(Supplied records):
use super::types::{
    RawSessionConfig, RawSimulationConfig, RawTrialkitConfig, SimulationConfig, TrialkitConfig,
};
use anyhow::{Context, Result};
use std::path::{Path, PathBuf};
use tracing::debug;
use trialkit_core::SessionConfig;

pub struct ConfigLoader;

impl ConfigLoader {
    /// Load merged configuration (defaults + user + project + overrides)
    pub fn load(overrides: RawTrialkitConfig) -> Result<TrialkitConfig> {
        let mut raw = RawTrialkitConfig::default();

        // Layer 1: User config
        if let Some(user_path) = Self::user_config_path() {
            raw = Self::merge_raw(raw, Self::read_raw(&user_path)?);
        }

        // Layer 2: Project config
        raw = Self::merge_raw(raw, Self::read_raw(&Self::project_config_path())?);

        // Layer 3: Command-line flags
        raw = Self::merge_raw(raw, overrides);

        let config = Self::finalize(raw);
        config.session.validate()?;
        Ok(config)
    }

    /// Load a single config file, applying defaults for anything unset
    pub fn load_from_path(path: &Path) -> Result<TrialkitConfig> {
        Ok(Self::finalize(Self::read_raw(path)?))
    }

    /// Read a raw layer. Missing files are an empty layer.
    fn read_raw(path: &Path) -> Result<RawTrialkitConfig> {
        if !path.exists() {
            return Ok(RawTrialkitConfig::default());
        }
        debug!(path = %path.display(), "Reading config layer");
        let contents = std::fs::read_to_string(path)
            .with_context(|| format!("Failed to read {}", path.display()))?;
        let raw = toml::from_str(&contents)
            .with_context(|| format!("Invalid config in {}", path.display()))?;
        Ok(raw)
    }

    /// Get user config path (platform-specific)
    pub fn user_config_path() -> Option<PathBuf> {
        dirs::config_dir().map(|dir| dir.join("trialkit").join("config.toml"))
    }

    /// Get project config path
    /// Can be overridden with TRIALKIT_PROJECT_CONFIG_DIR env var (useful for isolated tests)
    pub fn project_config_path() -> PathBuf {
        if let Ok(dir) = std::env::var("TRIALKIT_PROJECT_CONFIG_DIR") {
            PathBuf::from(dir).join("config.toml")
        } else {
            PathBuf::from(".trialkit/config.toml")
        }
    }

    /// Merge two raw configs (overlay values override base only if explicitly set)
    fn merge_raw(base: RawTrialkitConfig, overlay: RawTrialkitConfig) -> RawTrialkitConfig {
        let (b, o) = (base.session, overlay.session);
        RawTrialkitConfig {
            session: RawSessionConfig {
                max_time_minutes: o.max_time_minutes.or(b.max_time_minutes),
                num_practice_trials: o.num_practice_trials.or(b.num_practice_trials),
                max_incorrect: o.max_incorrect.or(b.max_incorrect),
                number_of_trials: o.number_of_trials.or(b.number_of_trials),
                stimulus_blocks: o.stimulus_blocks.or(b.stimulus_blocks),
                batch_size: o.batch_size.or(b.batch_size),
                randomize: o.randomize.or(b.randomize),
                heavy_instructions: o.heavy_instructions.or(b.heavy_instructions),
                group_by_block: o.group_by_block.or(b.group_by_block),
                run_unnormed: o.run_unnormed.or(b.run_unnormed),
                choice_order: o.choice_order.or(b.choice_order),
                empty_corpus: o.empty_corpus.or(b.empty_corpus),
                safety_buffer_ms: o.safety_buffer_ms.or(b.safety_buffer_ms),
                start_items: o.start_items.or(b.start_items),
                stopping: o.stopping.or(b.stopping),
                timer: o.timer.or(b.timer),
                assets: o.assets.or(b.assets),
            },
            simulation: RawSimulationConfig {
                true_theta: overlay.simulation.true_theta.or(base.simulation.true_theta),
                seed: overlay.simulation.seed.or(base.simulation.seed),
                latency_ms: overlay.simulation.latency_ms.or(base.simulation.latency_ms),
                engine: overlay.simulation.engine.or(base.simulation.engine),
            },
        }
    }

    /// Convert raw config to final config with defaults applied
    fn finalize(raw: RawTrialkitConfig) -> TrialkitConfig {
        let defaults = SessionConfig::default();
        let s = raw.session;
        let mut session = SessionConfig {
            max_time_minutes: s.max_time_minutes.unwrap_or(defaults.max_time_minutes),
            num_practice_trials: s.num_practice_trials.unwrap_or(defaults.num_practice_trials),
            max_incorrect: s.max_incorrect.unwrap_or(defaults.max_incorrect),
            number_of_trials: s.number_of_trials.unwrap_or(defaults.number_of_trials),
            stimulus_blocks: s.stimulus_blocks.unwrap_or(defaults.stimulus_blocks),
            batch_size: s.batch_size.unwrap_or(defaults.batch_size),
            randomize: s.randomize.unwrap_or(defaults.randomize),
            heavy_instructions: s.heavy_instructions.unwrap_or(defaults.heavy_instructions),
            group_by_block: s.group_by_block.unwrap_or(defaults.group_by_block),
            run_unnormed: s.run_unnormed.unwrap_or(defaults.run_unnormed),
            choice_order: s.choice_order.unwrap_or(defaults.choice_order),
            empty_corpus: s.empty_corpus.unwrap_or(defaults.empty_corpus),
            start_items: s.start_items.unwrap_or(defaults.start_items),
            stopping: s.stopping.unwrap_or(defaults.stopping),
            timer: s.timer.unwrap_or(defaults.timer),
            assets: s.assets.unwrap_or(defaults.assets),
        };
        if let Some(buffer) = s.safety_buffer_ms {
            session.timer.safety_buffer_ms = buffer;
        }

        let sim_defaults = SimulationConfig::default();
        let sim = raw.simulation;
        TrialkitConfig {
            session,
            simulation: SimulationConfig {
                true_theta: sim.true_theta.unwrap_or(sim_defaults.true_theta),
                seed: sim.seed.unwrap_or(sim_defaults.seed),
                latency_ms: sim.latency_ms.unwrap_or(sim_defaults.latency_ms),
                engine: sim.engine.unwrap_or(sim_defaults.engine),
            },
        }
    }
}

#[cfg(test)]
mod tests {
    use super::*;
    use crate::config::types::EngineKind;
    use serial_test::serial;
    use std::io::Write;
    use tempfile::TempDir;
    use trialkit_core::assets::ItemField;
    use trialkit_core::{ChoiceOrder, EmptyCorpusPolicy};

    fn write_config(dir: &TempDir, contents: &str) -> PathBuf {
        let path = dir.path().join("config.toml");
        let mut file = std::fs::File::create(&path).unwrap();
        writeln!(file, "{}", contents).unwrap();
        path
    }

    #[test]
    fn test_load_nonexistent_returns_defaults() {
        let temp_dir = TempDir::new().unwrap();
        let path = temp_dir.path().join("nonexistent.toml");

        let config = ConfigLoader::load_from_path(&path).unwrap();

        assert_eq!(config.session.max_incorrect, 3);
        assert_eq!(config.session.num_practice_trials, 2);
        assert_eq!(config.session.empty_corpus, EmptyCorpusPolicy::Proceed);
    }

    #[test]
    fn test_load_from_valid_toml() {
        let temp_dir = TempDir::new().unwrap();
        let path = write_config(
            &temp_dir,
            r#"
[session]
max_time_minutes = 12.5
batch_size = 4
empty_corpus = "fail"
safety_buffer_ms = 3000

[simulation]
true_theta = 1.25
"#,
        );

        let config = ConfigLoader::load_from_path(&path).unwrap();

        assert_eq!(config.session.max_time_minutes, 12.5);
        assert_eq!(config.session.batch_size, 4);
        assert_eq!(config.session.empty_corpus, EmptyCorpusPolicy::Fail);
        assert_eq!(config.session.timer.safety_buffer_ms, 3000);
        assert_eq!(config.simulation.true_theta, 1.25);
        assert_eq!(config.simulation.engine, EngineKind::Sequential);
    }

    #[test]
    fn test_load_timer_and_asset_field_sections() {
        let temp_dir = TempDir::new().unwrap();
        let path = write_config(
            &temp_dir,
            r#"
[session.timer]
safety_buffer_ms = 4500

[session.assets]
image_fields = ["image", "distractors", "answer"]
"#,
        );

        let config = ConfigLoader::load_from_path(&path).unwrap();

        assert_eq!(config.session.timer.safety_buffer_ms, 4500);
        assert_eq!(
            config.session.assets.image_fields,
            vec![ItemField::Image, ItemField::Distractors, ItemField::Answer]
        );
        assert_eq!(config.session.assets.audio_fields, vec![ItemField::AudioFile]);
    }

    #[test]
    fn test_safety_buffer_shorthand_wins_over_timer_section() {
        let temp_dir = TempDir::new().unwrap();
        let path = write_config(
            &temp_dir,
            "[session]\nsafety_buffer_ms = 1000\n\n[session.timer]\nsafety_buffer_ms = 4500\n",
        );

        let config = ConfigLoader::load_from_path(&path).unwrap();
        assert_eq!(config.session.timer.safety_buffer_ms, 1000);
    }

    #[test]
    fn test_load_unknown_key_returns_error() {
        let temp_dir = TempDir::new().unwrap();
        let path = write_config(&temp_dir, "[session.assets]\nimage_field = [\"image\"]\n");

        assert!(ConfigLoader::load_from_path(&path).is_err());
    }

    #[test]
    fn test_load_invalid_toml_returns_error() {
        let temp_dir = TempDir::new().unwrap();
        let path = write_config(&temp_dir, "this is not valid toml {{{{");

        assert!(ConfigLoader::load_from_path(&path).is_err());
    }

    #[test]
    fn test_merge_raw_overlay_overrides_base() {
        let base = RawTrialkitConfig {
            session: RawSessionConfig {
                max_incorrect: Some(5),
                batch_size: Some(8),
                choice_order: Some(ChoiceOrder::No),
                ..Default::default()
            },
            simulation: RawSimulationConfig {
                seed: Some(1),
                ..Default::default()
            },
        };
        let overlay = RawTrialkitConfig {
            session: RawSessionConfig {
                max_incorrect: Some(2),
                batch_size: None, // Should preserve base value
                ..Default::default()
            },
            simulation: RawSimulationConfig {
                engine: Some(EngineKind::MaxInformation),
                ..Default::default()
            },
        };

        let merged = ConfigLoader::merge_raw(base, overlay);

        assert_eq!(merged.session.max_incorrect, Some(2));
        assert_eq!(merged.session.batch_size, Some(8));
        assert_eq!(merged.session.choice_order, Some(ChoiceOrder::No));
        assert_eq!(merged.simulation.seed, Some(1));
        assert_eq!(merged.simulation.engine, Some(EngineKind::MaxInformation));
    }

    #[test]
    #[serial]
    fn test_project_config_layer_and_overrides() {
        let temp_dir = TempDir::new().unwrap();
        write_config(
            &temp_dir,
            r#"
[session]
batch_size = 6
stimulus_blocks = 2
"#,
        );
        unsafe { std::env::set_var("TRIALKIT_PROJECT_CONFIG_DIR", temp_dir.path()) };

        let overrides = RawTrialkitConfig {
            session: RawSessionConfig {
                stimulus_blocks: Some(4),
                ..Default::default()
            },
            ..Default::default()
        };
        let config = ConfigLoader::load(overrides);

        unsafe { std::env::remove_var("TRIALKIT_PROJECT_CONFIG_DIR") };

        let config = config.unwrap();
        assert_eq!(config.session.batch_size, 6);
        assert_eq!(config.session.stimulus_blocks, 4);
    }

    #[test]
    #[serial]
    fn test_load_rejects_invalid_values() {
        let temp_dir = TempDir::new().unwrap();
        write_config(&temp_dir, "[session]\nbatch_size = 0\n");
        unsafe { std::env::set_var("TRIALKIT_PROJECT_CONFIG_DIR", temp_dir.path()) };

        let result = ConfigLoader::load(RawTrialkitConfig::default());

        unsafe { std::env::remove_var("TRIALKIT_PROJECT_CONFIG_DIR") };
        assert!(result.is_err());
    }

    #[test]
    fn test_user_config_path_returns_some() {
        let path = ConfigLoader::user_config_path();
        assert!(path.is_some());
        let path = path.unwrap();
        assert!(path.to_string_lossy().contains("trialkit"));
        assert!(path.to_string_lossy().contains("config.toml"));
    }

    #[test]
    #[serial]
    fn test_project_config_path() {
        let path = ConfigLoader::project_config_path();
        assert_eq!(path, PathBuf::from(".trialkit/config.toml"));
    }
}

---

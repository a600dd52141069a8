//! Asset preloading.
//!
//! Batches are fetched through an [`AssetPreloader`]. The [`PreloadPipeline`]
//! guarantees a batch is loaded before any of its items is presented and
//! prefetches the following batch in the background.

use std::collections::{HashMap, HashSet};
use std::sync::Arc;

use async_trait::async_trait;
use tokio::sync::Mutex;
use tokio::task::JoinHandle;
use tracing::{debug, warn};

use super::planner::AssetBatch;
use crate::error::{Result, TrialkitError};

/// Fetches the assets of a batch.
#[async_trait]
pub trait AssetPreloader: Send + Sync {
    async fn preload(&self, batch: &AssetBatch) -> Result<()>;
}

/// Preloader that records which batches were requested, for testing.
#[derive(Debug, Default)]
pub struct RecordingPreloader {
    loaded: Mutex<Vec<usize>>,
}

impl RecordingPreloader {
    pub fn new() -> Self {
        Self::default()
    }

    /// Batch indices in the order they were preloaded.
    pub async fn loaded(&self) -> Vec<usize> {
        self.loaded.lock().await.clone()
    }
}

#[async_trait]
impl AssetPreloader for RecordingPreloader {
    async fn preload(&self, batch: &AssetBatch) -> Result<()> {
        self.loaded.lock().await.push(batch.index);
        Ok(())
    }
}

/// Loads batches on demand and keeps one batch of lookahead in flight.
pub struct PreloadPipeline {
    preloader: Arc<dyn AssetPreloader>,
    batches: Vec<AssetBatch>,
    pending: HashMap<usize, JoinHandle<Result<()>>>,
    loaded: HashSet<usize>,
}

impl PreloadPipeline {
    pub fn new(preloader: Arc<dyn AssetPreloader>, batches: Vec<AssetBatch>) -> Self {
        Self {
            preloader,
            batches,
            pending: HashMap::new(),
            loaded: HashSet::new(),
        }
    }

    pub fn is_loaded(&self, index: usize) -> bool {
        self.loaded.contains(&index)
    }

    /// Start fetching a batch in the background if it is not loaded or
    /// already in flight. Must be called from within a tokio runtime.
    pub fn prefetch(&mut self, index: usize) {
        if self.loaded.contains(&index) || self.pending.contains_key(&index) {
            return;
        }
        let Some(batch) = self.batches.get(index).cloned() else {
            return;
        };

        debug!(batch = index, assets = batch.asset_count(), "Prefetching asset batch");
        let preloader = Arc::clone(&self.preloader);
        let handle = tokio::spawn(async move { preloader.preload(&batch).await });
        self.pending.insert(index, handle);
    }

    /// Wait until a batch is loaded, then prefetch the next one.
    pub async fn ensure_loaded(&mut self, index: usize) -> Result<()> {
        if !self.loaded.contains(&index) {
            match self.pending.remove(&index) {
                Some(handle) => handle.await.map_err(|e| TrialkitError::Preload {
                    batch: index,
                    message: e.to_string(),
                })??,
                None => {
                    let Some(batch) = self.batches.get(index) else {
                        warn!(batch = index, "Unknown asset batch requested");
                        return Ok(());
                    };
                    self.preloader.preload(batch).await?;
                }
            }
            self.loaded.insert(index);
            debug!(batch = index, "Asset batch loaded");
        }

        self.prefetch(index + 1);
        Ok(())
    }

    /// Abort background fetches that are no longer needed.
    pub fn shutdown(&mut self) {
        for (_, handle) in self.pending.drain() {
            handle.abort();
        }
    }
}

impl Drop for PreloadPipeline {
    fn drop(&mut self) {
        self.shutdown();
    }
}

(What the task requires): A verbatim transcription is needed of the lines above, starting at the line with "assert_eq!(config.session.timer.safety_buffer_ms, 4500);" and ending at the line with "let merged = ConfigLoader::merge_raw(base, overlay);", both included, and of nothing else.

(Response below):
        assert_eq!(config.session.timer.safety_buffer_ms, 4500);
        assert_eq!(
            config.session.assets.image_fields,
            vec![ItemField::Image, ItemField::Distractors, ItemField::Answer]
        );
        assert_eq!(config.session.assets.audio_fields, vec![ItemField::AudioFile]);
    }

    #[test]
    fn test_safety_buffer_shorthand_wins_over_timer_section() {
        let temp_dir = TempDir::new().unwrap();
        let path = write_config(
            &temp_dir,
            "[session]\nsafety_buffer_ms = 1000\n\n[session.timer]\nsafety_buffer_ms = 4500\n",
        );

        let config = ConfigLoader::load_from_path(&path).unwrap();
        assert_eq!(config.session.timer.safety_buffer_ms, 1000);
    }

    #[test]
    fn test_load_unknown_key_returns_error() {
        let temp_dir = TempDir::new().unwrap();
        let path = write_config(&temp_dir, "[session.assets]\nimage_field = [\"image\"]\n");

        assert!(ConfigLoader::load_from_path(&path).is_err());
    }

    #[test]
    fn test_load_invalid_toml_returns_error() {
        let temp_dir = TempDir::new().unwrap();
        let path = write_config(&temp_dir, "this is not valid toml {{{{");

        assert!(ConfigLoader::load_from_path(&path).is_err());
    }

    #[test]
    fn test_merge_raw_overlay_overrides_base() {
        let base = RawTrialkitConfig {
            session: RawSessionConfig {
                max_incorrect: Some(5),
                batch_size: Some(8),
                choice_order: Some(ChoiceOrder::No),
                ..Default::default()
            },
            simulation: RawSimulationConfig {
                seed: Some(1),
                ..Default::default()
            },
        };
        let overlay = RawTrialkitConfig {
            session: RawSessionConfig {
                max_incorrect: Some(2),
                batch_size: None, // Should preserve base value
                ..Default::default()
            },
            simulation: RawSimulationConfig {
                engine: Some(EngineKind::MaxInformation),
                ..Default::default()
            },
        };

        let merged = ConfigLoader::merge_raw(base, overlay);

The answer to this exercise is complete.